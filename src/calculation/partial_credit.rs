//! Partial-credit accrual.
//!
//! Days held under a partial-countable status (e.g. as a student or worker
//! before becoming a permanent resident) count at a reduced rate, up to a cap.
//! Absences during those periods are subtracted first; the rate and the cap
//! are applied to what remains.

use rust_decimal::Decimal;
use rust_decimal::prelude::ToPrimitive;
use tracing::debug;

use crate::config::ThresholdConfig;
use crate::models::{AuditStep, DateRange};

use super::absence::absent_days;
use super::date_merge::merge_ranges;

/// Rule reference recorded in audit steps for partial credit.
pub const PARTIAL_CREDIT_CLAUSE: &str = "partial_credit.capped_half_rate";

/// The result of a partial-credit calculation.
#[derive(Debug, Clone)]
pub struct PartialCreditResult {
    /// Days covered by the merged countable ranges, both endpoints included.
    pub gross_days: i64,
    /// Absence days falling inside the countable ranges.
    pub absence_days_deducted: i64,
    /// `gross_days - absence_days_deducted`, floored at zero.
    pub countable_days: i64,
    /// Credit after the rate and cap.
    pub net_credit: i64,
    /// Whether the cap reduced the credit.
    pub cap_applied: bool,
    /// The audit step recording this calculation.
    pub audit_step: AuditStep,
}

/// Computes capped partial credit for a set of countable ranges.
///
/// 1. Countable ranges are merged so overlapping periods count once.
/// 2. `gross_days` sums each merged range's inclusive day count.
/// 3. Absences are merged, then each absence's overlap with each range is
///    deducted using the boundary-day rule.
/// 4. `net_credit = min(floor(countable_days × rate), cap)`.
///
/// # Example
///
/// ```
/// use residency_engine::calculation::calculate_partial_credit;
/// use residency_engine::config::ThresholdConfig;
/// use residency_engine::models::DateRange;
/// use chrono::NaiveDate;
///
/// let d = |s: &str| NaiveDate::parse_from_str(s, "%Y-%m-%d").unwrap();
/// let ranges = vec![DateRange::new(d("2020-01-01"), d("2020-12-31")).unwrap()];
///
/// let result = calculate_partial_credit(&ranges, &[], &ThresholdConfig::default(), 1);
/// assert_eq!(result.gross_days, 366);
/// assert_eq!(result.net_credit, 183);
/// assert!(!result.cap_applied);
/// ```
pub fn calculate_partial_credit(
    countable_ranges: &[DateRange],
    absences: &[DateRange],
    thresholds: &ThresholdConfig,
    step_number: u32,
) -> PartialCreditResult {
    let merged = merge_ranges(countable_ranges);
    let merged_absences = merge_ranges(absences);

    let gross_days: i64 = merged.iter().map(DateRange::inclusive_days).sum();

    let absence_days_deducted: i64 = merged_absences
        .iter()
        .flat_map(|absence| merged.iter().filter_map(|r| absence.intersection(r)))
        .map(|overlap| absent_days(&overlap))
        .sum();

    let countable_days = (gross_days - absence_days_deducted).max(0);

    let uncapped = (Decimal::from(countable_days) * thresholds.partial_credit_rate)
        .floor()
        .to_i64()
        .unwrap_or(i64::MAX);
    let cap_applied = uncapped > thresholds.max_partial_credit_days;
    let net_credit = uncapped.min(thresholds.max_partial_credit_days).max(0);

    debug!(
        ranges = merged.len(),
        gross_days,
        absence_days_deducted,
        net_credit,
        cap_applied,
        "Calculated partial credit"
    );

    let reasoning = if cap_applied {
        format!(
            "({} gross - {} absent) × {} = {} days (capped at {})",
            gross_days,
            absence_days_deducted,
            thresholds.partial_credit_rate.normalize(),
            net_credit,
            thresholds.max_partial_credit_days
        )
    } else {
        format!(
            "({} gross - {} absent) × {} = {} days",
            gross_days,
            absence_days_deducted,
            thresholds.partial_credit_rate.normalize(),
            net_credit
        )
    };

    let audit_step = AuditStep {
        step_number,
        rule_id: "partial_credit".to_string(),
        rule_name: "Partial Credit".to_string(),
        clause_ref: PARTIAL_CREDIT_CLAUSE.to_string(),
        input: serde_json::json!({
            "countable_ranges": countable_ranges.len(),
            "merged_ranges": merged.len(),
            "absences": absences.len(),
            "rate": thresholds.partial_credit_rate.normalize().to_string(),
            "cap": thresholds.max_partial_credit_days
        }),
        output: serde_json::json!({
            "gross_days": gross_days,
            "absence_days_deducted": absence_days_deducted,
            "countable_days": countable_days,
            "net_credit": net_credit,
            "cap_applied": cap_applied
        }),
        reasoning,
    };

    PartialCreditResult {
        gross_days,
        absence_days_deducted,
        countable_days,
        net_credit,
        cap_applied,
        audit_step,
    }
}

_Work item_
All lines above from the line with "use tracing::debug;" through the line with "the countable ranges.", both included, are to be set down exactly, with nothing else.

_Answer space_
use tracing::debug;

use crate::config::ThresholdConfig;
use crate::models::{AuditStep, DateRange};

use super::absence::absent_days;
use super::date_merge::merge_ranges;

/// Rule reference recorded in audit steps for partial credit.
pub const PARTIAL_CREDIT_CLAUSE: &str = "partial_credit.capped_half_rate";

/// The result of a partial-credit calculation.
#[derive(Debug, Clone)]
pub struct PartialCreditResult {
    /// Days covered by the merged countable ranges, both endpoints included.
    pub gross_days: i64,
    /// Absence days falling inside the countable ranges.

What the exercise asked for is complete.